Fischer R, Proske M, Duffey M, Stangl H, Martinez GF, Peters N, Kraske A, Straub RH, Bethea JR, Kontermann RE, Pfizenmaier K.
Abstract
OBJECTIVES:
Regulatory T cells (Tregs) modulate immune responses and can suppress the development of autoimmune diseases. Tumor necrosis factor receptor 2 (TNFR2) has been recognized as a key receptor on these cells that facilitates expansion and stabilization of CD4 + Tregs. Here, we investigated the therapeutic activity of a novel TNFR2 agonist in experimental arthritis and the role of different Treg subsets.
METHODS:
A novel mouse TNFR2-selective fusion protein (EHD2-sc-mTNF R 2 ) was generated by genetic engineering. Mouse T cells were incubated together with IL-2 and/or EHD2-sc-mTNF R 2 and effects on Tregs were analyzed by flow cytometry. Then mice with collagen induced arthritis were treated with EHD2-sc-mTNF R 2 or saline and therapeutic effect was monitored and characterized.
RESULTS:
Selective activation of TNFR2 does expand both, CD4 + as well as CD8 + Tregs.
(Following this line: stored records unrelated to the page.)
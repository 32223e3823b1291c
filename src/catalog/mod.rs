//! Read-only access to the card database.
//!
//! The card database is a hierarchy `game → collection → deck → card`, where
//! every deck has a backside image and every card has a face image. The
//! generator only ever reads from it, through the [`Catalog`] trait, so the
//! storage behind it is interchangeable. The production implementation is
//! [`DirCatalog`], which reads a directory tree; tests use an in-memory one.
//!
//! ## Error taxonomy
//!
//! Missing entities are reported as the *not-found* variants of
//! [`CatalogError`], each naming the full reference that failed. Unreadable
//! files and malformed metadata are reported as `Io` / `Json`; metadata that
//! parses but is inconsistent (duplicate card ids, file references escaping the
//! catalog) has its own variants. Decoding the
//! image bytes is not the catalog's job; see [`crate::imaging`].

mod dir;

pub use dir::DirCatalog;

use serde::{Deserialize, Serialize};
use std::collections::BTreeMap;
use std::fmt;
use std::path::{Path, PathBuf};
use thiserror::Error;

#[derive(Error, Debug)]
pub enum CatalogError {
    #[error("Game not found: {0}")]
    GameNotFound(String),
    #[error("Collection not found: {game}/{collection}")]
    CollectionNotFound { game: String, collection: String },
    #[error("Deck not found: {game}/{collection}/{deck}")]
    DeckNotFound {
        game: String,
        collection: String,
        deck: String,
    },
    #[error("Card not found: {0}")]
    CardNotFound(CardRef),
    #[error("Image not found: {0}")]
    ImageNotFound(PathBuf),
    #[error("Duplicate card id {id} in {path}")]
    DuplicateCard { path: PathBuf, id: u64 },
    #[error("Invalid file reference {reference:?} in {path}: must be a relative path without '..'")]
    InvalidReference { path: PathBuf, reference: String },
    #[error("IO error reading {path}: {source}")]
    Io {
        path: PathBuf,
        source: std::io::Error,
    },
    #[error("Malformed metadata in {path}: {source}")]
    Json {
        path: PathBuf,
        source: serde_json::Error,
    },
}

/// Locator for a single card. Carries no image data.
#[derive(Debug, Clone, PartialEq, Eq, Hash, Serialize, Deserialize)]
pub struct CardRef {
    pub game_id: String,
    pub collection_id: String,
    pub deck_id: String,
    pub card_id: u64,
}

impl fmt::Display for CardRef {
    fn fmt(&self, f: &mut fmt::Formatter<'_>) -> fmt::Result {
        write!(
            f,
            "{}/{}/{}#{}",
            self.game_id, self.collection_id, self.deck_id, self.card_id
        )
    }
}

#[derive(Debug, Clone, PartialEq, Eq)]
pub struct GameInfo {
    pub id: String,
    pub name: String,
    pub description: String,
}

#[derive(Debug, Clone, PartialEq, Eq)]
pub struct CollectionInfo {
    pub id: String,
    pub name: String,
}

/// A deck inside a collection.
///
/// `type_name` and `backside` together identify the visual deck type; decks
/// from different collections that agree on both are packed together.
#[derive(Debug, Clone, PartialEq, Eq)]
pub struct DeckInfo {
    pub id: String,
    pub type_name: String,
    /// Reference to the backside image (URL or catalog-relative path).
    pub backside: String,
}

#[derive(Debug, Clone, PartialEq, Eq)]
pub struct CardInfo {
    pub id: u64,
    pub name: String,
    pub description: String,
    /// Script variables, kept sorted by key.
    pub variables: BTreeMap<String, String>,
}

/// Raw image bytes as stored in the catalog.
#[derive(Debug, Clone)]
pub struct ImageData {
    pub bytes: Vec<u8>,
    /// Format sniffed from the bytes; `None` when unrecognized.
    pub format: Option<image::ImageFormat>,
}

impl ImageData {
    pub fn new(bytes: Vec<u8>) -> Self {
        let format = image::guess_format(&bytes).ok();
        Self { bytes, format }
    }
}

/// Read interface over the card database.
///
/// Listing order is the catalog's native order; the generator preserves it
/// when filling pages. Implementations must be `Sync` because pages are
/// composited on a thread pool.
pub trait Catalog: Sync {
    /// Look up a game.
    fn game(&self, game_id: &str) -> Result<GameInfo, CatalogError>;

    fn list_collections(&self, game_id: &str) -> Result<Vec<CollectionInfo>, CatalogError>;

    fn list_decks(&self, game_id: &str, collection_id: &str)
    -> Result<Vec<DeckInfo>, CatalogError>;

    fn list_cards(
        &self,
        game_id: &str,
        collection_id: &str,
        deck_id: &str,
    ) -> Result<Vec<CardInfo>, CatalogError>;

    /// Metadata of a single card (name, description, script variables).
    fn card(&self, card: &CardRef) -> Result<CardInfo, CatalogError>;

    /// Face image of a card.
    fn card_image(&self, card: &CardRef) -> Result<ImageData, CatalogError>;

    /// Backside image of a deck.
    fn deck_backside_image(
        &self,
        game_id: &str,
        collection_id: &str,
        deck_id: &str,
    ) -> Result<ImageData, CatalogError>;

    /// Directory the catalog is stored in, when it lives on disk.
    fn root_dir(&self) -> Option<&Path> {
        None
    }
}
Moreover, TNFR2 activation elevated the number of CD4 + CD25 + Tregs, but not CD8 + CD25 + Tregs, and increased the number of FoxP3-expressing cells in CD8 + Tregs, but not CD4 + Tregs, implying different mechanisms of TNFR2-induced expansion of diverse T cell subsets with suppressive activity. Using the collagen induced arthritis model, we demonstrate that administration of the TNFR2 agonist EHD2-sc-mTNF R 2 leads to the expansion of both CD4 + and CD8 + Tregs in vivo and induces anti-inflammatory responses that alleviate arthritis.
CONCLUSIONS:
Summarizing, our data argue for the use of TNFR2-selective therapeutics as an effective approach in treating arthritic disease and possibly other inflammatory and autoimmune diseases. This article is protected by copyright. All rights reserved.